Aim of the task
Locate every line in the records below that holds the word "Only" and return each one.

────────────────────

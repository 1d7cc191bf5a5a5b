use serde::{Deserialize, Serialize};
use uuid::Uuid;

use crate::core::bluetooth::{
    CONNECT_RETRY_DELAY_MS, DEFAULT_SCAN_DURATION_SECS, MAX_CONNECT_RETRIES, MIN_RSSI_THRESHOLD,
    UUID_UART_SERVICE,
};

/// Bluetooth LE settings
#[derive(Debug, Clone, Serialize, Deserialize)]
#[serde(default)]
pub struct BluetoothConfig {
    /// Device id to connect to. When unset the first matching device is used.
    pub device_id: Option<String>,
    /// Only report devices whose name contains this text
    pub name_filter: Option<String>,
    /// Only report devices advertising one of these services
    pub service_filter: Vec<Uuid>,
    pub scan_duration_secs: u64,
    /// Devices weaker than this are ignored
    pub min_rssi: i16,
    pub max_connect_retries: u32,
    pub connect_retry_delay_ms: u64,
    /// How long a read waits for a notification before reporting nothing
    pub read_timeout_ms: u64,
}

impl Default for BluetoothConfig {
    fn default() -> Self {
        BluetoothConfig {
            device_id: None,
            name_filter: None,
            service_filter: vec![UUID_UART_SERVICE],
            scan_duration_secs: DEFAULT_SCAN_DURATION_SECS,
            min_rssi: MIN_RSSI_THRESHOLD,
            max_connect_retries: MAX_CONNECT_RETRIES,
            connect_retry_delay_ms: CONNECT_RETRY_DELAY_MS,
            read_timeout_ms: 50,
        }
    }
}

────────────────────

Expected output
    /// Only report devices whose name contains this text
    /// Only report devices advertising one of these services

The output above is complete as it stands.